Monday, February 02, 2015
Had it in my pocket the whole way.
HAHAHAHAHAHAHA!!! Could I possibly be more lucky, as a gambler, than I was last night?
(Let me make it clear. I was not really a gambler. I made my picks and all that, but I didn't have anything on the line other than my dubious reputation.)
OK, but, really? I expected that the last offensive play by Seattle was going to result in a win for me, one way or the other. I had the Patriots to win and I had Marshawn Lynch to be named game MVP. If either of those things happens, the bets I recommended come out of the game with a plus on the balance sheet. Either the Patriots stop Lynch and we win the Patriots bet OR Lynch pounds the ball into the end zone and he is probably going to be named the MVP. So, in that regard, it actually was in my pocket.
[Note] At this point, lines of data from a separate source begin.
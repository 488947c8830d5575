use crate::{
    protocol::CompressionMethod,
    Error,
    Result,
};
use bytes::{
    Buf,
    BufMut,
    Bytes,
    BytesMut,
};
use cityhash_rs::cityhash_102_128;

/// Compression header size (9 bytes: 1 byte method + 4 bytes compressed + 4
/// bytes uncompressed)
const HEADER_SIZE: usize = 9;

/// Checksum size (16 bytes for CityHash128)
const CHECKSUM_SIZE: usize = 16;

/// Compression method byte values (from ClickHouse CompressionMethodByte)
#[repr(u8)]
enum CompressionMethodByte {
    None = 0x02,
    LZ4 = 0x82,
    ZSTD = 0x90,
}

/// Maximum compressed block size (1GB)
const MAX_COMPRESSED_SIZE: usize = 0x40000000;

/// Compress data using the specified method
pub fn compress(method: CompressionMethod, data: &[u8]) -> Result<Bytes> {
    match method {
        CompressionMethod::None => {
            // No compression, but still add header
            compress_none(data)
        }
        CompressionMethod::LZ4 => compress_lz4(data),
        CompressionMethod::ZSTD => compress_zstd(data),
    }
}

/// Compute the embedded checksum (high 64 bits, then low 64 bits, each
/// little-endian) against a fresh CityHash128 of `header || payload`
/// (everything in `frame` after the 16-byte checksum).
pub fn verify_checksum(frame: &[u8]) -> Result<bool> {
    if frame.len() < CHECKSUM_SIZE {
        return Err(Error::Compression(
            "frame too small to contain a checksum".to_string(),
        ));
    }
    let stored_hi = u64::from_le_bytes(frame[0..8].try_into().unwrap());
    let stored_lo = u64::from_le_bytes(frame[8..16].try_into().unwrap());
    let stored = ((stored_hi as u128) << 64) | (stored_lo as u128);
    let computed = cityhash_102_128(&frame[CHECKSUM_SIZE..]);
    Ok(stored == computed)
}

/// Decompress data (auto-detects compression method from header), verifying
/// the embedded 128-bit CityHash checksum first.
pub fn decompress(data: &[u8]) -> Result<Bytes> {
    if data.len() < CHECKSUM_SIZE + HEADER_SIZE {
        return Err(Error::Compression(
            "Data too small for checksum and compression header".to_string(),
        ));
    }

    if !verify_checksum(data)? {
        return Err(Error::ChecksumMismatch);
    }

    let data_without_checksum = &data[CHECKSUM_SIZE..];

    let method = data_without_checksum[0];
    let mut reader = &data_without_checksum[1..];

    // Read compressed size (4 bytes) and uncompressed size (4 bytes)
    let compressed_size = reader.get_u32_le() as usize;
    let uncompressed_size = reader.get_u32_le() as usize;

    // Validate sizes
    if compressed_size > MAX_COMPRESSED_SIZE {
        return Err(Error::Compression(format!(
            "Compressed size too large: {}",
            compressed_size
        )));
    }

    if uncompressed_size > MAX_COMPRESSED_SIZE {
        return Err(Error::Compression(format!(
            "Uncompressed size too large: {}",
            uncompressed_size
        )));
    }

    // The remaining data after header
    let compressed_data = &data_without_checksum[HEADER_SIZE..];

    match method {
        0x02 => {
            // No compression
            if compressed_data.len() != uncompressed_size {
                return Err(Error::Compression(format!(
                    "Uncompressed data size mismatch: expected {}, got {}",
                    uncompressed_size,
                    compressed_data.len()
                )));
            }
            Ok(Bytes::copy_from_slice(compressed_data))
        }
        0x82 => {
            // LZ4
            decompress_lz4(compressed_data, uncompressed_size)
        }
        0x90 => {
            // ZSTD
            decompress_zstd(compressed_data, uncompressed_size)
        }
        _ => Err(Error::Compression(format!(
            "Unknown compression method: 0x{:02x}",
            method
        ))),
    }
}

/// The on-wire size of one frame (checksum + header + compressed payload),
/// read from its own header without decompressing. Returns `None` if
/// `data` doesn't even contain a full header yet.
fn frame_len(data: &[u8]) -> Option<usize> {
    if data.len() < CHECKSUM_SIZE + HEADER_SIZE {
        return None;
    }
    let compressed_size = u32::from_le_bytes(
        data[CHECKSUM_SIZE + 1..CHECKSUM_SIZE + 5].try_into().unwrap(),
    ) as usize;
    Some(CHECKSUM_SIZE + compressed_size)
}

/// Walk consecutive compressed frames in `data`, decompressing each and
/// concatenating the plaintext. Stops at the first truncated/incomplete
/// frame and returns whatever was successfully decoded up to that point,
/// along with the number of input bytes consumed.
pub fn decompress_multi(data: &[u8]) -> Result<(Bytes, usize)> {
    let mut out = BytesMut::new();
    let mut offset = 0;

    loop {
        let Some(len) = frame_len(&data[offset..]) else {
            break;
        };
        if offset + len > data.len() {
            break;
        }
        let frame = &data[offset..offset + len];
        out.put_slice(&decompress(frame)?);
        offset += len;
    }

    Ok((out.freeze(), offset))
}

/// Compress using LZ4
fn compress_lz4(data: &[u8]) -> Result<Bytes> {
    let max_compressed_size = lz4::block::compress_bound(data.len())?;
    let mut compressed = vec![0u8; max_compressed_size];

    let compressed_size =
        lz4::block::compress_to_buffer(data, None, false, &mut compressed)?;

    compressed.truncate(compressed_size);

    // Build header + compressed data
    let mut header_and_data =
        BytesMut::with_capacity(HEADER_SIZE + compressed_size);

    // Write header
    header_and_data.put_u8(CompressionMethodByte::LZ4 as u8);
    header_and_data.put_u32_le((HEADER_SIZE + compressed_size) as u32); // Total size including header
    header_and_data.put_u32_le(data.len() as u32); // Uncompressed size

    // Write compressed data
    header_and_data.put_slice(&compressed);

    // Compute CityHash128 checksum of header + compressed data
    let checksum = cityhash_102_128(&header_and_data);

    // Build final output with checksum
    // CityHash128 returns u128, write as (high64, low64) - reverse of typical
    // order
    let mut output =
        BytesMut::with_capacity(CHECKSUM_SIZE + header_and_data.len());
    output.put_u64_le((checksum >> 64) as u64); // High 64 bits first
    output.put_u64_le(checksum as u64); // Low 64 bits second
    output.put_slice(&header_and_data);

    Ok(output.freeze())
}

/// Decompress LZ4 data
fn decompress_lz4(data: &[u8], uncompressed_size: usize) -> Result<Bytes> {
    let decompressed =
        lz4::block::decompress(data, Some(uncompressed_size as i32))?;

    if decompressed.len() != uncompressed_size {
        return Err(Error::Compression(format!(
            "LZ4 decompression size mismatch: expected {}, got {}",
            uncompressed_size,
            decompressed.len()
        )));
    }

    Ok(Bytes::from(decompressed))
}

/// Compress using ZSTD
fn compress_zstd(data: &[u8]) -> Result<Bytes> {
    let compressed = zstd::bulk::compress(data, 3) // Compression level 3
        .map_err(|e| {
            Error::Compression(format!("ZSTD compression failed: {}", e))
        })?;

    // Build header + compressed data
    let mut header_and_data =
        BytesMut::with_capacity(HEADER_SIZE + compressed.len());

    // Write header
    header_and_data.put_u8(CompressionMethodByte::ZSTD as u8);
    header_and_data.put_u32_le((HEADER_SIZE + compressed.len()) as u32); // Total size including header
    header_and_data.put_u32_le(data.len() as u32); // Uncompressed size

    // Write compressed data
    header_and_data.put_slice(&compressed);

    // Compute CityHash128 checksum of header + compressed data
    let checksum = cityhash_102_128(&header_and_data);

    // Build final output with checksum
    // CityHash128 returns u128, write as (high64, low64) - reverse of typical
    // order
    let mut output =
        BytesMut::with_capacity(CHECKSUM_SIZE + header_and_data.len());
    output.put_u64_le((checksum >> 64) as u64); // High 64 bits first
    output.put_u64_le(checksum as u64); // Low 64 bits second
    output.put_slice(&header_and_data);

    Ok(output.freeze())
}

/// Decompress ZSTD data
fn decompress_zstd(data: &[u8], uncompressed_size: usize) -> Result<Bytes> {
    let decompressed = zstd::bulk::decompress(data, uncompressed_size)
        .map_err(|e| {
            Error::Compression(format!("ZSTD decompression failed: {}", e))
        })?;

    if decompressed.len() != uncompressed_size {
        return Err(Error::Compression(format!(
            "ZSTD decompression size mismatch: expected {}, got {}",
            uncompressed_size,
            decompressed.len()
        )));
    }

    Ok(Bytes::from(decompressed))
}

/// No compression (just adds header)
fn compress_none(data: &[u8]) -> Result<Bytes> {
    // Build header + data
    let mut header_and_data =
        BytesMut::with_capacity(HEADER_SIZE + data.len());

    // Write header
    header_and_data.put_u8(CompressionMethodByte::None as u8);
    header_and_data.put_u32_le((HEADER_SIZE + data.len()) as u32); // Total size
    header_and_data.put_u32_le(data.len() as u32); // Uncompressed size (same as total)

    // Write uncompressed data
    header_and_data.put_slice(data);

    // Compute CityHash128 checksum of header + data
    let checksum = cityhash_102_128(&header_and_data);

    // Build final output with checksum: high 64 bits first, then low 64
    // bits, each little-endian -- matches compress_lz4/compress_zstd.
    let mut output =
        BytesMut::with_capacity(CHECKSUM_SIZE + header_and_data.len());
    output.put_u64_le((checksum >> 64) as u64);
    output.put_u64_le(checksum as u64);
    output.put_slice(&header_and_data);

    Ok(output.freeze())
}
But then THE DUMBEST PLAY CALL IN SUPERBOWL HISTORY (it absolutely deserves all caps and being bolded) is called by somebody on the Seahawks coaching staff.
(Pete Carroll, the Seahawks coach, is apparently a standup guy. I don't think he made that call. It was probably his offensive coordinator, but Carroll fell on his sword, taking complete responsibility for it, and... well, OK, as head coach it is, in the end, his responsibility, but he could have taken the heat off himself and threw someone else under the bus, He didn't. I respect that.)
Anyway, it was, without a shadow of a doubt, THE DUMBEST PLAY CALL IN SUPERBOWL HISTORY. You have, arguably, the best running back in football. On the play just run, he took the ball from the six yard line all the way down to the one yard line. You have a timeout remaining, so you can pound the ball into the line at least twice.If Lynch - who has picked up a yard or more on 9 out of 10 plays in this game already - cannot get into the end zone, especially behind the blocking of an offensive line that played a pretty damn good game, then you can still call your timeout and try at least one pass, or another run, or maybe even two passing plays. So, what do you do? Call a pass play, AT THE GOAL LINE,that could be tipped, bobbled, have any number of horrible and hideous things happen, instead of handing the ball off to a guy who is arguably the best runner in the NFL; definitely the best runner in this particular game?
NO NO NO NO NO NO NO.
It was THE DUMBEST PLAY CALL IN SUPERBOWL HISTORY. And, as a result, the Patriots win the Super Bowl and I can brag that we won 230 dollars.
This brings the total, for five Super Bowls, to +785 on an investment of 9100. That's a return of 8.63% for the total of about 20 hours time when your money would have been at work. Not bad. And, as a bonus, your heart rate would have been at about 160 for a few minutes each year. If you didn't have a heart attack, it would prove to you that you were in shape!
Anything else? Oh, I suppose one more thing...
THE DUMBEST PLAY CALL IN SUPERBOWL HISTORY.
Soon, with more bettor stuff.
P.S. Actually, there is one more thing. I've called Richard Sherman some less-than-kind names in the past. Last night, however, he was one of the Seahawks who showed some class (unlike Doug Baldwin - and if you don't already know why I'd say he didn't show class, just Google "Doug Baldwin" + "touchdown celebration".) Anyway, Sherman sought out Tom Brady, the game MVP, and shook his hand.
He said, in interviews, "If someone beats us, I'll shake his hand and congratulate him", or words to that effect. He was as good as his word. And if I'm going to excoriate him for some of his past behavior - which I have - then I need to give him props for good and righteous behavior. And so I do. God bless, Richard.